*** Data in this exercise Section Begins ***

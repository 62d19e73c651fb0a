#![allow(non_snake_case)]

mod cli;
mod config;
mod events;
mod models;
mod service;
mod store;

use std::env;
use std::sync::Arc;

use crate::config::AppConfig;
use crate::events::queue::StoreBus;
use crate::events::worker::run_store_worker;

#[tokio::main]
async fn main() {
    let config = match env::var("CONFIG_FILE") {
        Ok(path) => AppConfig::from_file(&path).unwrap_or_default(),
        Err(_) => AppConfig::default(),
    };

    let db_location = store::get_db_location();
    let db = store::load_db(&db_location).expect("Unable to load planner database.");
    let shared_db = Arc::new(tokio::sync::Mutex::new(db));

    let (bus, rx) = StoreBus::new(64);
    let worker = tokio::spawn(run_store_worker(rx, shared_db.clone(), db_location));

    cli::cli(shared_db.clone(), bus, config.viewer()).await;

    // The CLI owned the only bus sender; once it returns the worker drains
    // whatever is left and exits, so every commit lands before we do.
    if let Err(err) = worker.await {
        eprintln!("Store worker failed: {:?}", err);
    }
}
use chrono::NaiveDate;
use serde::{Deserialize, Serialize};
use uuid::Uuid;

/// Bucket key for tasks that have not been scheduled onto a date yet.
pub const UNDATED_KEY: &str = "undated";

/// Span estimate used when an item carries neither times nor a duration.
pub const DEFAULT_TASK_MINUTES: u32 = 30;

#[derive(Debug, Clone, Copy, PartialEq, Eq, Serialize, Deserialize)]
#[serde(rename_all = "lowercase")]
pub enum Owner {
    Binyamin,
    Nana,
    Shared,
}

impl std::str::FromStr for Owner {
    type Err = String;

    fn from_str(value: &str) -> Result<Self, Self::Err> {
        match value {
            "binyamin" => Ok(Owner::Binyamin),
            "nana" => Ok(Owner::Nana),
            "shared" => Ok(Owner::Shared),
            other => Err(format!("Unknown owner: {}", other)),
        }
    }
}

impl std::fmt::Display for Owner {
    fn fmt(&self, f: &mut std::fmt::Formatter<'_>) -> std::fmt::Result {
        let label = match self {
            Owner::Binyamin => "binyamin",
            Owner::Nana => "nana",
            Owner::Shared => "shared",
        };
        write!(f, "{}", label)
    }
}

#[derive(Debug, Clone, Copy, PartialEq, Eq, Serialize, Deserialize)]
#[serde(rename_all = "lowercase")]
pub enum ItemKind {
    Task,
    Event,
}

impl std::str::FromStr for ItemKind {
    type Err = String;

    fn from_str(value: &str) -> Result<Self, Self::Err> {
        match value {
            "task" => Ok(ItemKind::Task),
            "event" => Ok(ItemKind::Event),
            other => Err(format!("Unknown item kind: {}", other)),
        }
    }
}

#[derive(Debug, Clone, Copy, PartialEq, Eq, Default, Serialize, Deserialize)]
#[serde(rename_all = "lowercase")]
pub enum Urgency {
    Today,
    Week,
    Month,
    #[default]
    None,
}

impl Urgency {
    /// Ranking weight for "what should I work on now".
    pub fn score(self) -> u8 {
        match self {
            Urgency::Today => 3,
            Urgency::Week => 2,
            Urgency::Month => 1,
            Urgency::None => 0,
        }
    }

    /// How many days ahead the scheduler searches for a free window.
    pub fn search_horizon_days(self) -> i64 {
        match self {
            Urgency::Today => 0,
            Urgency::Week => 7,
            Urgency::Month | Urgency::None => 14,
        }
    }

    /// How far "postpone" pushes an item out.
    pub fn postpone_offset_days(self) -> i64 {
        match self {
            Urgency::Today | Urgency::None => 1,
            Urgency::Week => 3,
            Urgency::Month => 7,
        }
    }
}

impl std::str::FromStr for Urgency {
    type Err = String;

    fn from_str(value: &str) -> Result<Self, Self::Err> {
        match value {
            "today" => Ok(Urgency::Today),
            "week" => Ok(Urgency::Week),
            "month" => Ok(Urgency::Month),
            "none" => Ok(Urgency::None),
            other => Err(format!("Unknown urgency: {}", other)),
        }
    }
}

impl std::fmt::Display for Urgency {
    fn fmt(&self, f: &mut std::fmt::Formatter<'_>) -> std::fmt::Result {
        let label = match self {
            Urgency::Today => "today",
            Urgency::Week => "week",
            Urgency::Month => "month",
            Urgency::None => "none",
        };
        write!(f, "{}", label)
    }
}

#[derive(Debug, Clone, Copy, PartialEq, Eq, Default, Serialize, Deserialize)]
#[serde(rename_all = "lowercase")]
pub enum Recurring {
    #[default]
    None,
    Daily,
    Weekly,
    Monthly,
}

#[derive(Debug, Serialize, Deserialize, Clone)]
#[serde(rename_all = "camelCase")]
pub struct CalendarItem {
    pub id: String,
    #[serde(rename = "type")]
    pub kind: ItemKind,
    pub owner: Owner,
    pub title: String,
    #[serde(default)]
    pub description: String,
    pub date_key: String,
    #[serde(default)]
    pub start_time: Option<String>,
    #[serde(default)]
    pub end_time: Option<String>,
    #[serde(default)]
    pub duration: Option<i64>,
    #[serde(default)]
    pub address: String,
    #[serde(default)]
    pub reminder_minutes: Option<i64>,
    #[serde(default)]
    pub recurring: Recurring,
    #[serde(default)]
    pub urgency: Urgency,
}

impl CalendarItem {
    pub fn new(kind: ItemKind, owner: Owner, title: &str, date_key: &str) -> Self {
        CalendarItem {
            id: Uuid::new_v4().to_string(),
            kind,
            owner,
            title: title.to_string(),
            description: String::new(),
            date_key: date_key.to_string(),
            start_time: None,
            end_time: None,
            duration: None,
            address: String::new(),
            reminder_minutes: None,
            recurring: Recurring::None,
            urgency: Urgency::None,
        }
    }

    pub fn is_task(&self) -> bool {
        self.kind == ItemKind::Task
    }

    pub fn is_recurring(&self) -> bool {
        self.recurring != Recurring::None
    }

    /// Whether this item consumes the viewer's time. One member's solo
    /// commitments never block the other; a shared viewer counts everyone.
    pub fn counts_for(&self, viewer: Owner) -> bool {
        match viewer {
            Owner::Shared => true,
            _ => self.owner == viewer || self.owner == Owner::Shared,
        }
    }

    /// The item's busy interval in minutes since midnight, if it has
    /// well-formed clock times. Malformed or inverted times yield nothing;
    /// a single bad record must not block the rest of the day.
    pub fn busy_segment(&self) -> Option<(u32, u32)> {
        let start = parse_clock(self.start_time.as_deref()?)?;
        let end = parse_clock(self.end_time.as_deref()?)?;
        if end < start {
            return None;
        }
        Some((start, end))
    }

    /// Span estimate in minutes: explicit positive duration, else 30.
    pub fn estimated_duration(&self) -> u32 {
        match self.duration {
            Some(minutes) if minutes > 0 => minutes as u32,
            _ => DEFAULT_TASK_MINUTES,
        }
    }

    /// A dated copy of this item, placed into a concrete window. Gets a
    /// fresh id; the caller removes the original from its old bucket.
    pub fn placed_at(&self, date_key: &str, start_minutes: u32, duration: u32) -> CalendarItem {
        CalendarItem {
            id: Uuid::new_v4().to_string(),
            date_key: date_key.to_string(),
            start_time: Some(format_clock(start_minutes)),
            end_time: Some(format_clock(start_minutes + duration)),
            ..self.clone()
        }
    }
}

/// YYYY-MM-DD, zero padded. The only date format the store knows.
pub fn date_key(date: NaiveDate) -> String {
    date.format("%Y-%m-%d").to_string()
}

pub fn parse_date_key(key: &str) -> Option<NaiveDate> {
    NaiveDate::parse_from_str(key, "%Y-%m-%d").ok()
}

/// "HH:MM" (24h) to minutes since midnight. None for anything malformed.
pub fn parse_clock(value: &str) -> Option<u32> {
    let (hours, minutes) = value.split_once(':')?;
    let hours: u32 = hours.parse().ok()?;
    let minutes: u32 = minutes.parse().ok()?;
    if hours > 23 || minutes > 59 {
        return None;
    }
    Some(hours * 60 + minutes)
}

pub fn format_clock(minutes_since_midnight: u32) -> String {
    format!(
        "{:02}:{:02}",
        minutes_since_midnight / 60,
        minutes_since_midnight % 60
    )
}
pub mod commentary;
pub mod day_load;
pub mod routing;
pub mod scheduler;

*** Data in this exercise Section Ends ***

__Assigned task__
Where a line in the records above includes the string "description", show it.

__Task result__
    pub description: String,
            description: String::new(),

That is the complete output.